Une alerte parlementaire aux allures de signal fort

Selon le sénateur Vangu, des exploitations aurifères et diamantifères seraient menées à Temba, dans le territoire de Seke-Banza, en marge du cadre légal prévu par le Code minier congolais. Ces opérations, soupçonnées d’être non conformes, menaceraient non seulement les équilibres environnementaux locaux, mais aussi les intérêts économiques de l’État et des communautés riveraines.
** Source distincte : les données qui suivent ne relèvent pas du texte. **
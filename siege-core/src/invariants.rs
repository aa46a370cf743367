//! Structural invariants
//!
//! These never fail in a correct engine. Tests and debug audits call
//! `check_invariants` after every action; a non-empty result is a bug.

use crate::game::{GameState, Location, Phase, Side, QUEUE_SIZE};
use crate::routes::ROUTE_KINDS;
use rustc_hash::FxHashSet;

#[derive(Debug, Clone, PartialEq, Eq)]
pub struct InvariantViolation {
    pub message: String,
}

impl std::fmt::Display for InvariantViolation {
    fn fmt(&self, f: &mut std::fmt::Formatter<'_>) -> std::fmt::Result {
        write!(f, "invariant violation: {}", self.message)
    }
}

impl std::error::Error for InvariantViolation {}

/// Check every structural invariant. Empty means healthy.
#[must_use]
pub fn check_invariants(state: &GameState) -> Vec<InvariantViolation> {
    let mut violations = Vec::new();
    let mut fail = |message: String| violations.push(InvariantViolation { message });

    let total = state.rules().tokens_per_side();
    for side in Side::BOTH {
        let counters = state.side(side);
        let owned = |pred: &dyn Fn(&Location) -> bool| {
            state
                .tokens()
                .iter()
                .filter(|t| t.owner() == side && pred(&t.location))
                .count() as u32
        };
        let on_board = owned(&|l: &Location| matches!(l, Location::Board(_)));
        let held = owned(&|l: &Location| matches!(l, Location::Captive { .. }));
        let void = owned(&|l: &Location| *l == Location::Void);

        let sum = on_board + counters.reserve + held + void;
        if sum != total {
            fail(format!(
                "{} owns {} tokens (board {}, reserve {}, captive {}, void {}), expected {}",
                side, sum, on_board, counters.reserve, held, void, total
            ));
        }
        if void != counters.void {
            fail(format!("{} void counter {} but {} void tokens", side, counters.void, void));
        }

        let holding = state
            .tokens()
            .iter()
            .filter(|t| t.location == Location::Captive { by: side })
            .count() as u32;
        if holding != counters.captive {
            fail(format!(
                "{} captive counter {} but holds {} tokens",
                side, counters.captive, holding
            ));
        }
        if state
            .tokens()
            .iter()
            .any(|t| t.owner() == side && t.location == Location::Captive { by: side })
        {
            fail(format!("{} holds its own token captive", side));
        }
        if counters.hand.len() > state.rules().hand_cap {
            fail(format!("{} hand of {} exceeds cap", side, counters.hand.len()));
        }
    }

    // One token per square, unique ids
    let mut squares = FxHashSet::default();
    let mut ids = FxHashSet::default();
    for token in state.tokens() {
        if !ids.insert(token.id) {
            fail(format!("duplicate token id {}", token.id));
        }
        if let Location::Board(at) = token.location {
            if !at.is_valid() {
                fail(format!("{} stands off the board at {:?}", token.id, at));
            }
            if !squares.insert(at) {
                fail(format!("two tokens on {}", at));
            }
        }
    }

    // Route conservation
    let cards = state.rules().route_copies * ROUTE_KINDS;
    let counted = state.deck().len()
        + state.queue().len()
        + state.hand(Side::White).len()
        + state.hand(Side::Black).len();
    if counted != cards {
        fail(format!("{} routes in play, expected {}", counted, cards));
    }
    if state.phase() != Phase::Opening && state.queue().len() != QUEUE_SIZE {
        fail(format!("queue holds {} routes", state.queue().len()));
    }

    violations
}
« Il est urgent de savoir qui exploite, avec quels titres, et au profit de qui », a résumé l’élu du Kongo Central, dans une intervention saluée pour sa clarté et sa fermeté. Son objectif : amener les institutions compétentes à faire toute la lumière sur la chaîne d’exploitation, de l’obtention des permis à la traçabilité des minerais extraits.
Les autorités appelées à passer à l’action

La motion d’information déposée au Sénat a aussitôt attiré l’attention du ministère national des Mines et de l’Assemblée provinciale du Kongo Central, qui ont chacun annoncé l’envoi d’une mission d’enquête sur le terrain. La première, conduite par le cabinet du ministre national des Mines, vise à vérifier les titres miniers, inspecter les sites d’exploitation et évaluer l’impact environnemental sur les rivières et les villages environnants. La seconde, initiée au niveau provincial, doit compléter le travail en s’assurant que les recommandations nationales trouvent un écho concret sur le terrain.
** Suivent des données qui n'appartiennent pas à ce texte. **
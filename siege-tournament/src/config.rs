//! Configuration types for tournament play
//!
//! Level 4 - Utilities and configuration

use serde::{Deserialize, Serialize};
use siege_core::{AiConfig, AiTier, RuleSet};

/// A named AI configuration taking part in matches
#[derive(Clone, Debug, PartialEq, Serialize, Deserialize)]
pub struct Entrant {
    pub name: String,
    pub ai: AiConfig,
}

impl Entrant {
    pub fn new(name: impl Into<String>, ai: AiConfig) -> Self {
        Self {
            name: name.into(),
            ai,
        }
    }

    /// Entrant named after its tier, with default settings
    pub fn tier(tier: AiTier) -> Self {
        Self::new(tier.name(), AiConfig::tier(tier))
    }

    /// Minimax entrant at a given depth, named e.g. "minimax-d2"
    pub fn minimax(depth: u32) -> Self {
        Self::new(format!("minimax-d{}", depth), AiConfig::minimax(depth))
    }
}

/// Configuration for a match between two entrants
#[derive(Clone, Debug, PartialEq, Serialize, Deserialize)]
#[serde(default)]
pub struct MatchConfig {
    /// Games to play (even numbers give each entrant both colors equally)
    pub games: usize,
    /// Games still running after this round are draws
    pub max_rounds: u32,
    /// Base seed; game `i` uses `seed + i`
    pub seed: u64,
    /// Whether to run games in parallel
    pub parallel: bool,
    pub rules: RuleSet,
}

impl Default for MatchConfig {
    fn default() -> Self {
        Self {
            games: 10,
            max_rounds: 40,
            seed: 42,
            parallel: true,
            rules: RuleSet::standard(),
        }
    }
}

impl MatchConfig {
    pub fn new(games: usize) -> Self {
        Self {
            games,
            ..Default::default()
        }
    }

    pub fn with_seed(mut self, seed: u64) -> Self {
        self.seed = seed;
        self
    }

    pub fn with_rules(mut self, rules: RuleSet) -> Self {
        self.rules = rules;
        self
    }

    pub fn sequential(mut self) -> Self {
        self.parallel = false;
        self
    }
}

/// Tournament configuration
#[derive(Clone, Debug, PartialEq, Serialize, Deserialize)]
#[serde(default)]
pub struct TournamentConfig {
    /// Number of games per pairing (should be even for color alternation)
    pub games_per_match: usize,
    /// Maximum rounds per game
    pub max_rounds: u32,
    pub seed: u64,
    /// Run pairings and games in parallel
    pub parallel: bool,
    pub rules: RuleSet,
}

impl Default for TournamentConfig {
    fn default() -> Self {
        Self {
            games_per_match: 10,
            max_rounds: 40,
            seed: 42,
            parallel: true,
            rules: RuleSet::standard(),
        }
    }
}

impl TournamentConfig {
    /// Create round-robin tournament config
    pub fn round_robin(games_per_match: usize) -> Self {
        Self {
            games_per_match,
            ..Default::default()
        }
    }

    /// Match settings for the pairing at `pairing_index`. Each pairing gets
    /// its own seed block so results do not depend on scheduling order.
    pub fn match_config(&self, pairing_index: usize) -> MatchConfig {
        let stride = self.games_per_match.max(1) as u64;
        MatchConfig {
            games: self.games_per_match,
            max_rounds: self.max_rounds,
            seed: self
                .seed
                .wrapping_add(pairing_index as u64 * stride * 1000),
            parallel: self.parallel,
            rules: self.rules.clone(),
        }
    }
}

#[cfg(test)]
mod tests {
    use super::*;

    #[test]
    fn test_match_config_defaults() {
        let config = MatchConfig::default();
        assert_eq!(config.games, 10);
        assert_eq!(config.max_rounds, 40);
        assert!(config.parallel);
        assert_eq!(config.rules, RuleSet::standard());
    }

    #[test]
    fn test_match_config_builders() {
        let config = MatchConfig::new(4)
            .with_seed(7)
            .with_rules(RuleSet::tournament())
            .sequential();
        assert_eq!(config.games, 4);
        assert_eq!(config.seed, 7);
        assert_eq!(config.rules.hand_cap, 5);
        assert!(!config.parallel);
    }

    #[test]
    fn test_entrant_names() {
        assert_eq!(Entrant::tier(AiTier::Greedy).name, "greedy");
        let deep = Entrant::minimax(2);
        assert_eq!(deep.name, "minimax-d2");
        assert_eq!(deep.ai.tier, AiTier::Minimax);
        assert_eq!(deep.ai.depth, 2);
    }

    #[test]
    fn test_pairings_get_distinct_seeds() {
        let config = TournamentConfig::round_robin(4);
        let first = config.match_config(0);
        let second = config.match_config(1);
        assert_eq!(first.games, 4);
        assert_eq!(first.seed, 42);
        assert_ne!(first.seed, second.seed);
    }

    #[test]
    fn test_config_from_partial_json() {
        let config: TournamentConfig = serde_json::from_str(r#"{"games_per_match": 6}"#).unwrap();
        assert_eq!(config.games_per_match, 6);
        assert_eq!(config.max_rounds, 40);
    }
}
Ces initiatives traduisent la volonté de l’État de ramener l’ordre, la transparence et la légalité dans un secteur stratégique trop souvent miné par l’opacité et les pratiques illicites.
La responsabilité au cœur du débat

Au-delà des chiffres et des sites, le message du sénateur Baby Vangu touche à l’essentiel : la redevabilité. Pour lui, les élus ne peuvent rester spectateurs lorsque les ressources de leur territoire sont exploitées dans des conditions douteuses. Son intervention rappelle que la représentation nationale ne se limite pas à la législation, mais englobe aussi le contrôle et la défense du bien commun.
Alors que les missions d’enquête sont en cours, la population de Seke-Banza attend des réponses claires : qui exploite ? avec quelle autorisation ? et au détriment de qui ? L’histoire retiendra peut-être que tout a commencé par un sénateur qui a osé poser les bonnes questions, là où d’autres avaient choisi le silence.